(YOUR GOAL) Search the records below for the word "match" and show every line where it occurs.

━━ RECORDS TO USE

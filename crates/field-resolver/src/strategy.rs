// Copyright Exograph, Inc. All rights reserved.
//
// Use of this software is governed by the Business Source License
// included in the LICENSE file at the root of this repository.
//
// As of the Change Date specified in that file, in accordance with
// the Business Source License, use of this software will be governed
// by the Apache License, Version 2.0.

//! Per-(type, field) resolution plans.
//!
//! Which companion method or accessor serves a field depends only on the source's runtime type
//! name, the field name, the registry and the conventions, all of which are fixed for the life of
//! a resolver. Plans are therefore computed once per pair and kept in an append-only table.
//! Resolved values are never stored.

use elsa::sync::FrozenMap;

use crate::{
    accessor::find_accessor,
    canonical::CanonicalTypeName,
    companion::{CompanionTarget, find_companion},
    config::ConventionConfig,
    registry::TypeRegistry,
};

/// How a field of some object type is resolved, in order: companion, accessor, then the public
/// property of the same name.
#[derive(Debug, Clone, PartialEq, Eq)]
pub struct StrategyDescriptor {
    pub canonical_type_name: String,
    pub companion: Option<CompanionTarget>,
    pub accessor: Option<String>,
}

impl StrategyDescriptor {
    pub fn build(
        config: &ConventionConfig,
        registry: &TypeRegistry,
        canonicalizer: &dyn CanonicalTypeName,
        type_name: &str,
        field_name: &str,
    ) -> Self {
        let canonical_type_name = canonicalizer.canonical(type_name).into_owned();

        Self {
            companion: find_companion(config, registry, &canonical_type_name, field_name),
            accessor: find_accessor(config, registry, &canonical_type_name, field_name),
            canonical_type_name,
        }
    }
}

type FieldPlans = FrozenMap<String, Box<StrategyDescriptor>>;

/// Plans keyed by runtime type name, then field name.
pub struct StrategyTable {
    plans: FrozenMap<String, Box<FieldPlans>>,
}

impl Default for StrategyTable {
    fn default() -> Self {
        Self::new()
    }
}

impl StrategyTable {
    pub fn new() -> Self {
        Self {
            plans: FrozenMap::new(),
        }
    }

    /// The cached plan for (`type_name`, `field_name`), computing it with `build` on first use.
    pub fn get_or_build(
        &self,
        type_name: &str,
        field_name: &str,
        build: impl FnOnce() -> StrategyDescriptor,
    ) -> &StrategyDescriptor {
        let fields = match self.plans.get(type_name) {
            Some(fields) => fields,
            None => self
                .plans
                .insert(type_name.to_string(), Box::new(FieldPlans::new())),
        };

        match fields.get(field_name) {
            Some(plan) => plan,
            None => fields.insert(field_name.to_string(), Box::new(build())),
        }
    }
}

impl std::fmt::Debug for StrategyTable {
    fn fmt(&self, f: &mut std::fmt::Formatter<'_>) -> std::fmt::Result {
        f.write_str("StrategyTable")
    }
}
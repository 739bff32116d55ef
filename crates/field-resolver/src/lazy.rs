// Copyright Exograph, Inc. All rights reserved.
//
// Use of this software is governed by the Business Source License
// included in the LICENSE file at the root of this repository.
//
// As of the Change Date specified in that file, in accordance with
// the Business Source License, use of this software will be governed
// by the Apache License, Version 2.0.

use crate::{
    arguments::ArgumentMap,
    context::ExecutionContext,
    error::MethodError,
    value::FieldValue,
};

/// Evaluate a deferred result once with the inputs of the field that produced it.
///
/// Anything else, including a deferred value returned by the deferred value, is passed through.
pub(crate) fn unwrap_deferred(
    value: FieldValue,
    source: &FieldValue,
    arguments: &ArgumentMap,
    context: &ExecutionContext,
) -> Result<FieldValue, MethodError> {
    match value {
        FieldValue::Deferred(deferred) => deferred.call(source, arguments, context),
        value => Ok(value),
    }
}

━━━━

(OUTPUT)
        let fields = match self.plans.get(type_name) {
        match fields.get(field_name) {
    match value {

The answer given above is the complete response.